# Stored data
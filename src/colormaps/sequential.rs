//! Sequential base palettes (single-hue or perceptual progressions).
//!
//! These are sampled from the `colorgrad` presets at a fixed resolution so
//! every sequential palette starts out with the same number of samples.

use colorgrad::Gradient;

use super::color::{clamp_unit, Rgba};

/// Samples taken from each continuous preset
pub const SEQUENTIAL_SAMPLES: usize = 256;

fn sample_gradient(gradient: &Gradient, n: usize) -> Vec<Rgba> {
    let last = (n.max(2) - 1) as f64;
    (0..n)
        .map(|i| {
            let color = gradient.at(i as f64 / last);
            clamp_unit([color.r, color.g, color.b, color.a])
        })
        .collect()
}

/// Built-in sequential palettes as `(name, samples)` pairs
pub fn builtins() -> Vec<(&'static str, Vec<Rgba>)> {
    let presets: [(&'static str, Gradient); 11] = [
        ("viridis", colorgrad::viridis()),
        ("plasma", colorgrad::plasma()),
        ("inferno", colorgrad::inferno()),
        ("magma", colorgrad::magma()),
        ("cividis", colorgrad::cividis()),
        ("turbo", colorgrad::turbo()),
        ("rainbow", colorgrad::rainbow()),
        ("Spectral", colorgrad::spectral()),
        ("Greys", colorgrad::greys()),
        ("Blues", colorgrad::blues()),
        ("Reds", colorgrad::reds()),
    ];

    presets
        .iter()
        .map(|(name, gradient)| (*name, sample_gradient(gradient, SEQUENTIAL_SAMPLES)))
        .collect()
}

==

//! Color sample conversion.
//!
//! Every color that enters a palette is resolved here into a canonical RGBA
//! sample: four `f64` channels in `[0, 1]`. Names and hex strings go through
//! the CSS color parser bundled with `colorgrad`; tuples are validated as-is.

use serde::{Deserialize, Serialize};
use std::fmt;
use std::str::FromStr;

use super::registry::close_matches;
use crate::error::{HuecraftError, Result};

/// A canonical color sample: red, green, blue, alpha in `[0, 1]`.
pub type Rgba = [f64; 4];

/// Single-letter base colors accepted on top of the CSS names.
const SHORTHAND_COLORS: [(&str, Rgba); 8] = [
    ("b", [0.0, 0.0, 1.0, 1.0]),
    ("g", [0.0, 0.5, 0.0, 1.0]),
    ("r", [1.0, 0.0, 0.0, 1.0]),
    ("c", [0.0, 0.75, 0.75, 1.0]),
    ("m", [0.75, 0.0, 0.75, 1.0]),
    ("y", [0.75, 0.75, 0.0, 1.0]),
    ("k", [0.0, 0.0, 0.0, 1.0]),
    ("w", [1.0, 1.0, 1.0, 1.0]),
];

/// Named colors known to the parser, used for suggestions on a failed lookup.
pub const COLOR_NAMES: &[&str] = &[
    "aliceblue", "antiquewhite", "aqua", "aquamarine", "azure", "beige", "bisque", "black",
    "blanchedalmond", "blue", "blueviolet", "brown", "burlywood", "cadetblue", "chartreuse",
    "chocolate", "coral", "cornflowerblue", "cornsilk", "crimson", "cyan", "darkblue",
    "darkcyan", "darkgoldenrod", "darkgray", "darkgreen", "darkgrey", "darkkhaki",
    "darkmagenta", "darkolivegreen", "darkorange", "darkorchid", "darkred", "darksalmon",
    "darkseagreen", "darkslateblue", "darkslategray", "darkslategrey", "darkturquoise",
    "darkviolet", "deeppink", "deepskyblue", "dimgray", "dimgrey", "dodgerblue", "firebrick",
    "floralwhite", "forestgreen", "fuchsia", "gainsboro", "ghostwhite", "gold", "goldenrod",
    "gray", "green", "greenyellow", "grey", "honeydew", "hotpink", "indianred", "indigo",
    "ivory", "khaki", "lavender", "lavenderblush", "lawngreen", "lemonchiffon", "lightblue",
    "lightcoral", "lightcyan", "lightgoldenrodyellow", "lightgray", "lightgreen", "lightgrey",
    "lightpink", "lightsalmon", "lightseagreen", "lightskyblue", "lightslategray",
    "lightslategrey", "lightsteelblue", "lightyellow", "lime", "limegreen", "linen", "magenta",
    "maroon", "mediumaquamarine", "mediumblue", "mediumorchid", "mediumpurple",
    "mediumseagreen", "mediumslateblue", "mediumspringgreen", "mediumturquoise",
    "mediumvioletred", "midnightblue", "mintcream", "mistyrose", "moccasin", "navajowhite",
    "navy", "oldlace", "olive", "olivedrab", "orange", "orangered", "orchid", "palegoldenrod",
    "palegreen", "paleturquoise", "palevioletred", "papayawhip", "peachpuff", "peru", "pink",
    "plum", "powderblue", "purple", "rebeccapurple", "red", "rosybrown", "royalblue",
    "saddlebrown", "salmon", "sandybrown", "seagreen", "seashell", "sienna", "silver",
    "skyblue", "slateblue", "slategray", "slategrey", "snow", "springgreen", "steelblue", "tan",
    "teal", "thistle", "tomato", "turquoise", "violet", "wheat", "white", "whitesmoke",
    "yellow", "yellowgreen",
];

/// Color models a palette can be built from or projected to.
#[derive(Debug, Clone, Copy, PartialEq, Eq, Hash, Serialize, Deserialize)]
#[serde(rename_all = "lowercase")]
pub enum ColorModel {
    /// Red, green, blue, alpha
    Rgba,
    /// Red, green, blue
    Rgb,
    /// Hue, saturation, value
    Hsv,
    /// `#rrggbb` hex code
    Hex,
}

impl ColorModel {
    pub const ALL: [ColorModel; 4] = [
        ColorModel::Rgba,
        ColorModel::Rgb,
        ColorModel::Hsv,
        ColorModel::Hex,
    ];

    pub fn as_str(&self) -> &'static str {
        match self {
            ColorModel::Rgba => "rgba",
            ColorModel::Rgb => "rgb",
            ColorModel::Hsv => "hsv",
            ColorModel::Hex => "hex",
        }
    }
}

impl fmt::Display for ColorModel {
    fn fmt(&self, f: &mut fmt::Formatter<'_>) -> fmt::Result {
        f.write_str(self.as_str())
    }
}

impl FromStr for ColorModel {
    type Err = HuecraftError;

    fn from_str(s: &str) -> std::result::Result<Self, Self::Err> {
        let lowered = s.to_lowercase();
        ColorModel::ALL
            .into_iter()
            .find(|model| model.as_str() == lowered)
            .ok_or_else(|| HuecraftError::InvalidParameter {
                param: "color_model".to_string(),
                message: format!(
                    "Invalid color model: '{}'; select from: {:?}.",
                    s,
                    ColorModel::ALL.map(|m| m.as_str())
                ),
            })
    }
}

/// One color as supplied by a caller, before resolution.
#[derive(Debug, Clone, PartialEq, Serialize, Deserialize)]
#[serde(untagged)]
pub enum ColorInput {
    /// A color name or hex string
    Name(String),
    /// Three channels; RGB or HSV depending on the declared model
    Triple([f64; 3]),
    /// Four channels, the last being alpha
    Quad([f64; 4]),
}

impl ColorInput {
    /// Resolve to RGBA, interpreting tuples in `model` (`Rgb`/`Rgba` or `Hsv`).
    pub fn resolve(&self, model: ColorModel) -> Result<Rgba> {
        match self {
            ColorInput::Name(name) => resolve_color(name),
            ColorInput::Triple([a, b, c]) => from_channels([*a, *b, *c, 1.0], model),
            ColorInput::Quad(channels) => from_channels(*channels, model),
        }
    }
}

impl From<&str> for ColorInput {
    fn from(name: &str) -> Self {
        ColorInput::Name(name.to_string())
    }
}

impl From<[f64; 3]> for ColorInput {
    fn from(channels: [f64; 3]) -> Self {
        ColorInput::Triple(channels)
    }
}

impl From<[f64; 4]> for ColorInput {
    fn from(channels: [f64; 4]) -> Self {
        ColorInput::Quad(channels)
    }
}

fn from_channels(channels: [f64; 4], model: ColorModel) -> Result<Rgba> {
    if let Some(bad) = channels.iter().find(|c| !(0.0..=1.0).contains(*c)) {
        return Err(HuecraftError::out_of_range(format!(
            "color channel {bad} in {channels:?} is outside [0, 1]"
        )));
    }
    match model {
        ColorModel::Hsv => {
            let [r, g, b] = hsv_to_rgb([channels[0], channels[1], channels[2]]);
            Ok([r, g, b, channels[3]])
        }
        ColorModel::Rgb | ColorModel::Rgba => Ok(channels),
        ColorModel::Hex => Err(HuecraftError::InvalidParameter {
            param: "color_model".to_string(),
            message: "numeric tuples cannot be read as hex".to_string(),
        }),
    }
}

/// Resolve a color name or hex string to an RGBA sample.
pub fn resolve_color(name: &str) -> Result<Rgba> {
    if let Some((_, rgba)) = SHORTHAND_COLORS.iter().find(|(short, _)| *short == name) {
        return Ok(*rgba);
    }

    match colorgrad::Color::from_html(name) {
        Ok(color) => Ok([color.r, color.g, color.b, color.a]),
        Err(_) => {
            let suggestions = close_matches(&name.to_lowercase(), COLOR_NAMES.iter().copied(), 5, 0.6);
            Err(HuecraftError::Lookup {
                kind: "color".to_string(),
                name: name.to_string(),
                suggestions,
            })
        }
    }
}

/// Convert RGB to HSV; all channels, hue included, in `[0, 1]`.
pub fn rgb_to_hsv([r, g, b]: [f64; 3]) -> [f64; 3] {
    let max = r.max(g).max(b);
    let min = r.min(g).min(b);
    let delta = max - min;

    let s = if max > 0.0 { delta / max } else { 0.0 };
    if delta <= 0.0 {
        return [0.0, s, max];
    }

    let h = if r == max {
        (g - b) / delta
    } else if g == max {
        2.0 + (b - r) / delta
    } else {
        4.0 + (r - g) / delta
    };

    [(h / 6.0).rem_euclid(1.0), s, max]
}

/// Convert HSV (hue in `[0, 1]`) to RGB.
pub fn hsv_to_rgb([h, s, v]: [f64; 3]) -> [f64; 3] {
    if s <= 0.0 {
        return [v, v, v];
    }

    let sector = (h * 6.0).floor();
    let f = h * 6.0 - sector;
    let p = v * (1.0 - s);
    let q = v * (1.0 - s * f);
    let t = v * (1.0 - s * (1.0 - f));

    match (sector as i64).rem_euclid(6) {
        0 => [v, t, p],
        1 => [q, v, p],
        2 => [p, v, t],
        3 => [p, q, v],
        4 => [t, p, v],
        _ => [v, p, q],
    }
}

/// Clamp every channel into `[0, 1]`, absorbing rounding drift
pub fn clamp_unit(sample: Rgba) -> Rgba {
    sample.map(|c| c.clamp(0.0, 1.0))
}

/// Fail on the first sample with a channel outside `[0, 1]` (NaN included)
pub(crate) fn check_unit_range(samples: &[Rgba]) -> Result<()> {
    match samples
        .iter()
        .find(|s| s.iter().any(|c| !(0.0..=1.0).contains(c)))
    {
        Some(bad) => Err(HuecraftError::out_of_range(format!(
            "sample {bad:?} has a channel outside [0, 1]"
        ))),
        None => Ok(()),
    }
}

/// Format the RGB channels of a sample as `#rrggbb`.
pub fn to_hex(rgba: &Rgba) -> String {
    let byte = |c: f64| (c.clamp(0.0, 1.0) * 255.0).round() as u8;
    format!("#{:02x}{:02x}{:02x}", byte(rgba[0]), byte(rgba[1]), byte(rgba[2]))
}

* * *

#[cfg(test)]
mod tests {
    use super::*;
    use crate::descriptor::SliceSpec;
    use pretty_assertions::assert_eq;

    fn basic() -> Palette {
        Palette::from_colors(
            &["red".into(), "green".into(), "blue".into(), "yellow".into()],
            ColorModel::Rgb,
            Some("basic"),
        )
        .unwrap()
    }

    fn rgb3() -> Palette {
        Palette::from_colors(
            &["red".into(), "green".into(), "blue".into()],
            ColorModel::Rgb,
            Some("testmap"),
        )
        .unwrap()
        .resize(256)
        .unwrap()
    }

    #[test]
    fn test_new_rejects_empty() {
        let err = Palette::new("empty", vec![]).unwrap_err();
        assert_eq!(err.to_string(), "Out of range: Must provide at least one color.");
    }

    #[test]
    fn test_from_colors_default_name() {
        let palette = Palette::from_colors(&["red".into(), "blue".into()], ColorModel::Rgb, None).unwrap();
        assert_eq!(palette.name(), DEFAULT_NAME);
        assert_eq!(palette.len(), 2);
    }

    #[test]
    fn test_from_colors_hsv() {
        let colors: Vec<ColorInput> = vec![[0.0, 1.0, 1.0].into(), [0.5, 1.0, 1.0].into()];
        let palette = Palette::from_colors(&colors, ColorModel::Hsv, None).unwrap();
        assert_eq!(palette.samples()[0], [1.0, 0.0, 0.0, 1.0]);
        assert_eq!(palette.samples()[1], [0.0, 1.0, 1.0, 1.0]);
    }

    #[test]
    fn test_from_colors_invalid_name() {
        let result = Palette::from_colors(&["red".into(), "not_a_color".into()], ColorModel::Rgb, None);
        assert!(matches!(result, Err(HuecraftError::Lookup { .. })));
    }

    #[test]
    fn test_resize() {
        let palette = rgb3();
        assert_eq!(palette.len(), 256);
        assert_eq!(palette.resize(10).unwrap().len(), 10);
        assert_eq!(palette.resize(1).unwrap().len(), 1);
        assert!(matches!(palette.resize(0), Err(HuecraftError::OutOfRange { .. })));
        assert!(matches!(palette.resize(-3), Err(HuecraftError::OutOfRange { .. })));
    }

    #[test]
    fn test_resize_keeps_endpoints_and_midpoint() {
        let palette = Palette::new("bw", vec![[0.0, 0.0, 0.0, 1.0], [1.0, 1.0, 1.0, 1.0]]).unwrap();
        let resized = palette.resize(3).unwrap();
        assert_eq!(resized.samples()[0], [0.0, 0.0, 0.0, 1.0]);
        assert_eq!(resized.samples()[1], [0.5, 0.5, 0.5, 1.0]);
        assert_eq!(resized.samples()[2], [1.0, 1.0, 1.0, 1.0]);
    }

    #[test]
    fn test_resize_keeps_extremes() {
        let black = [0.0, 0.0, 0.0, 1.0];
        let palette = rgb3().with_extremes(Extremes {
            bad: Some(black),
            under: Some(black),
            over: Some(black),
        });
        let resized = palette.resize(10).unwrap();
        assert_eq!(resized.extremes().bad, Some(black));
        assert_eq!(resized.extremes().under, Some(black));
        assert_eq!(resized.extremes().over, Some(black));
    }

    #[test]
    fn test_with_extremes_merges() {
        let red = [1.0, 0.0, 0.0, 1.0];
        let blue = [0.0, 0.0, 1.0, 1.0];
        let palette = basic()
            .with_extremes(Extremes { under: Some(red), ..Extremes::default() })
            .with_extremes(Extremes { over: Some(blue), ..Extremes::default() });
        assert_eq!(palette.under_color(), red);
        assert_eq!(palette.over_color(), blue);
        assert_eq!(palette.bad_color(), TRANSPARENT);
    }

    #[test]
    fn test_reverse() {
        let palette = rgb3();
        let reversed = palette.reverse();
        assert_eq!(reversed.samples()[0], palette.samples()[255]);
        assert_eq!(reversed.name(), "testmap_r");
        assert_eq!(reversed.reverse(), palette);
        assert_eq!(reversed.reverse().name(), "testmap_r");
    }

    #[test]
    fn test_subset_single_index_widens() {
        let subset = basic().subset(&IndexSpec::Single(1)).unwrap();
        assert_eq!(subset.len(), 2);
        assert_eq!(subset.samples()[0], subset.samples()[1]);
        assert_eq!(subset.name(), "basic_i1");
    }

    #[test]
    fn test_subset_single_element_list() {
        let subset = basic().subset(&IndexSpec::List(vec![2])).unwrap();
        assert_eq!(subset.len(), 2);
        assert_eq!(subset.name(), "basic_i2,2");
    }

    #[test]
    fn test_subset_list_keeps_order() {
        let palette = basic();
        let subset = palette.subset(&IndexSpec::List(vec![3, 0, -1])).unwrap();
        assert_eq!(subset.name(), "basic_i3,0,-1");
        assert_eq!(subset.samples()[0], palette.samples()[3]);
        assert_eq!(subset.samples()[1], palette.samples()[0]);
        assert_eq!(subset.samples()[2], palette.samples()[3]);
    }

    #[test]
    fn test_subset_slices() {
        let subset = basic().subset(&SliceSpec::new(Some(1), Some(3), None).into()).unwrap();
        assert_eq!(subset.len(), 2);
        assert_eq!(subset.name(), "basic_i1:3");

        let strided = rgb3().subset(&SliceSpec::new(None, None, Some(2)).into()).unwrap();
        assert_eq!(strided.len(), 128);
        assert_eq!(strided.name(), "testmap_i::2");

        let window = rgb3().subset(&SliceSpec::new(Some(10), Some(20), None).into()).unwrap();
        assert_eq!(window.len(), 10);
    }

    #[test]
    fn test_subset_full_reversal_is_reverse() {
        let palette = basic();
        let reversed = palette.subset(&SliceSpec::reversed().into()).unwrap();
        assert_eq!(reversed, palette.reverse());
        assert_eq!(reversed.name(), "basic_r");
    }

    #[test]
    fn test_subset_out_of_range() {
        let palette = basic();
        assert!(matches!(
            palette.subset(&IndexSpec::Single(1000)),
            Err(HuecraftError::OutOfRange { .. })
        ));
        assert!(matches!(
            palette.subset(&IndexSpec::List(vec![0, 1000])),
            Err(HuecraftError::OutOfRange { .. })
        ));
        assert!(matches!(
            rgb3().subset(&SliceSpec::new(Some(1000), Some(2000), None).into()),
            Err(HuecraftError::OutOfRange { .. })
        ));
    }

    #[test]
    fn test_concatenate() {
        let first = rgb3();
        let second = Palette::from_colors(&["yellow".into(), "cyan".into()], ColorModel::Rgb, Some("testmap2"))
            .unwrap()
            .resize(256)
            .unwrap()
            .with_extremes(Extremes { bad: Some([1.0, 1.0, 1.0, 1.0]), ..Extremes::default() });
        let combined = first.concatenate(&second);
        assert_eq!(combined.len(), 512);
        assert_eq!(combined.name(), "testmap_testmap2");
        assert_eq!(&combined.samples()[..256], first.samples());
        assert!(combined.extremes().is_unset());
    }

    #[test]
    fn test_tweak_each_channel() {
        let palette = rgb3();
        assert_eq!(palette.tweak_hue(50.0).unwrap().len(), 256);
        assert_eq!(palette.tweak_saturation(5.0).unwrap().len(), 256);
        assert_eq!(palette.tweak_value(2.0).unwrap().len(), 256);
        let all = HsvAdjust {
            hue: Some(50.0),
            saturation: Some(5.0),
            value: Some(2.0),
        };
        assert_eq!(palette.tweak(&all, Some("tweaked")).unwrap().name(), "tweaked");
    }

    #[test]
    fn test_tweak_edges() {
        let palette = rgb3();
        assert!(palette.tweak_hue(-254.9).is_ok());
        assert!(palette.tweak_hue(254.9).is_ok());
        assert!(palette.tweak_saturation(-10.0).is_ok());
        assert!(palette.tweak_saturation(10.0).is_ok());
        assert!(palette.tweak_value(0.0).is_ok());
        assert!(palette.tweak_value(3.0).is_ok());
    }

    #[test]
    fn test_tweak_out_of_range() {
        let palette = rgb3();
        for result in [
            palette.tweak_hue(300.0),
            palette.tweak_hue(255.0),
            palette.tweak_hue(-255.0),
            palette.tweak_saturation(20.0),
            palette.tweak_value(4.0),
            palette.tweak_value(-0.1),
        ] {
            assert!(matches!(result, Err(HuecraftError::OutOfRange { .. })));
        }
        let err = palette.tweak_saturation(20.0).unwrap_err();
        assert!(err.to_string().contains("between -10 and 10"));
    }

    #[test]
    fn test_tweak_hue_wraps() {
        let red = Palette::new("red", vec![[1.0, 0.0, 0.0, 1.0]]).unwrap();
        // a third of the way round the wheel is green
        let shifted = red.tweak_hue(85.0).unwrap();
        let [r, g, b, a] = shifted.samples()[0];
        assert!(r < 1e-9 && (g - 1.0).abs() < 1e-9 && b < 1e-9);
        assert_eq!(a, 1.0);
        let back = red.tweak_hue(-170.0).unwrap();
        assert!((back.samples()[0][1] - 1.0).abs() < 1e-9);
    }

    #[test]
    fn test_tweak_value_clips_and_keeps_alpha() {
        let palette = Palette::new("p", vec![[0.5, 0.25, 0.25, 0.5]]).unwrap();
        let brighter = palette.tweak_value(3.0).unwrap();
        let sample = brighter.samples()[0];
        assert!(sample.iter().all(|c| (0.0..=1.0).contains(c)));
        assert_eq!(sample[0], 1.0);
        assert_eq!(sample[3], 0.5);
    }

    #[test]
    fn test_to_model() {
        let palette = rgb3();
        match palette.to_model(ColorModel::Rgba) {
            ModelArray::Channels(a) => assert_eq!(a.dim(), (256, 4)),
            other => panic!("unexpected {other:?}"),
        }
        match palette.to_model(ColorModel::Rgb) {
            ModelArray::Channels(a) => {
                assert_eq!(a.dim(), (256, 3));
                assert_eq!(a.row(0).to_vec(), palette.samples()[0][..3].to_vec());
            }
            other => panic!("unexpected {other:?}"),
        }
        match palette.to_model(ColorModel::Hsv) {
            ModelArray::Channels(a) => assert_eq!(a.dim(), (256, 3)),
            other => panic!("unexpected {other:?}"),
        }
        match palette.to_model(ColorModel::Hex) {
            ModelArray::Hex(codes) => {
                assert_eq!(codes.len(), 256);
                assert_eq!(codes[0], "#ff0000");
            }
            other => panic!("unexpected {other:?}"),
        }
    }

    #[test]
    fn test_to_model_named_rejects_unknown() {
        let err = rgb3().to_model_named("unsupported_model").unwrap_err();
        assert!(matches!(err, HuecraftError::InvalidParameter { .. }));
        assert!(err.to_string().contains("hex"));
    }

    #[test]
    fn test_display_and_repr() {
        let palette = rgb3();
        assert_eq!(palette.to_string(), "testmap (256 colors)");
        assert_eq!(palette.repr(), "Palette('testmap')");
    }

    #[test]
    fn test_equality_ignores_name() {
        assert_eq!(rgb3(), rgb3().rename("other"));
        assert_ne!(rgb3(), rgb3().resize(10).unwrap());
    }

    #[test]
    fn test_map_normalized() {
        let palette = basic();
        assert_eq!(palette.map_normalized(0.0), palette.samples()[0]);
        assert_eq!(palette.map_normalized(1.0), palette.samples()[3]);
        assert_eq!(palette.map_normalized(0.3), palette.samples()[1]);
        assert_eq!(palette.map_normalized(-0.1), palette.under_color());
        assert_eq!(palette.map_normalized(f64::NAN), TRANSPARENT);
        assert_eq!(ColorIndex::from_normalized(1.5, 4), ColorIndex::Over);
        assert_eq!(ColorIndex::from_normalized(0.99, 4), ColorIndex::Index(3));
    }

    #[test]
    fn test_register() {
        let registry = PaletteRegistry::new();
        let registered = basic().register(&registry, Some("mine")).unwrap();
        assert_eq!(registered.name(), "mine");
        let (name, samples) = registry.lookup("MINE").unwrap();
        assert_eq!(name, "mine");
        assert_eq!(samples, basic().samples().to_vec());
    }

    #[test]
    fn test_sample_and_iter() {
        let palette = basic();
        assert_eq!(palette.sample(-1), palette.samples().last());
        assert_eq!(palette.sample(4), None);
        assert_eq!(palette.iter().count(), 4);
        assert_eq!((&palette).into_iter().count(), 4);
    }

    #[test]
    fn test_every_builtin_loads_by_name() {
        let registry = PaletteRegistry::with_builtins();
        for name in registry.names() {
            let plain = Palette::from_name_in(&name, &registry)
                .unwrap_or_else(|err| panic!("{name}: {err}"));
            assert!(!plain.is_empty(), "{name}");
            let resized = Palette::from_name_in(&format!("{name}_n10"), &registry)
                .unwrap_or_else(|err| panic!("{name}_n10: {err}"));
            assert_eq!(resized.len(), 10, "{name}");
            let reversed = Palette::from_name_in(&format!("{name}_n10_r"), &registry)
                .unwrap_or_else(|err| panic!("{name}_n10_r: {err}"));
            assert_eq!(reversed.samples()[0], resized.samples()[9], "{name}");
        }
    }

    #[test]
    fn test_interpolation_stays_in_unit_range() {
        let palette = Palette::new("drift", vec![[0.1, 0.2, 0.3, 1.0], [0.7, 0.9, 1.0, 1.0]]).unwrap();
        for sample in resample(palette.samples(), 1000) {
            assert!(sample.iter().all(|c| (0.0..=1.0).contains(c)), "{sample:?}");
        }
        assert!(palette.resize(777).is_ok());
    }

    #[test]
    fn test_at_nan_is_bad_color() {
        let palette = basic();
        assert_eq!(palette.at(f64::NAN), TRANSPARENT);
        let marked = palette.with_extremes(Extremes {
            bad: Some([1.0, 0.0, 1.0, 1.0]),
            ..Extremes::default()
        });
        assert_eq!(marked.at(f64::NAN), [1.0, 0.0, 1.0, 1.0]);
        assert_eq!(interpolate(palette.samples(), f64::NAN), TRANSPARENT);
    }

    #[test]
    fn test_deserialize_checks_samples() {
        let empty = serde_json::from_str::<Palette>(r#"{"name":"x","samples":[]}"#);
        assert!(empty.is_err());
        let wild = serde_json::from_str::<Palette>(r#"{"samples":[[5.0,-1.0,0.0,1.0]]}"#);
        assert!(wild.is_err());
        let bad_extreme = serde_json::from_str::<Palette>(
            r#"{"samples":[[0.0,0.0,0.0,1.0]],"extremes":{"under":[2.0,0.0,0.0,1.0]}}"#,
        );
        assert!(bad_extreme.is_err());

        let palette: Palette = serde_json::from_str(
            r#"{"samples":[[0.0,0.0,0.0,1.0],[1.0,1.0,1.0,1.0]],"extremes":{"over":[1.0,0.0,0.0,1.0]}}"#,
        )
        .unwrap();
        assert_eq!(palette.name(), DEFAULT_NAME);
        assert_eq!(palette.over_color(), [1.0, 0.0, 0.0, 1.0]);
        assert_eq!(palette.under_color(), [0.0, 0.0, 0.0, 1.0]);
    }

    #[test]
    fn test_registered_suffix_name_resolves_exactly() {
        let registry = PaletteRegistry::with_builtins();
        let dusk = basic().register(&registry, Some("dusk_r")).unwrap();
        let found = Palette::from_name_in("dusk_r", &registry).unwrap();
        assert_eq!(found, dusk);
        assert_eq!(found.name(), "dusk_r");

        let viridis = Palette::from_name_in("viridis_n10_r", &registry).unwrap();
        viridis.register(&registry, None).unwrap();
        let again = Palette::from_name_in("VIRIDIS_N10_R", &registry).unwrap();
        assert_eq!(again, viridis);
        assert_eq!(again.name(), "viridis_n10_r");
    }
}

# WORK REQUIRED
Only one number is expected: the count of lines above that contain the string "usize".

# TASK RESULT
2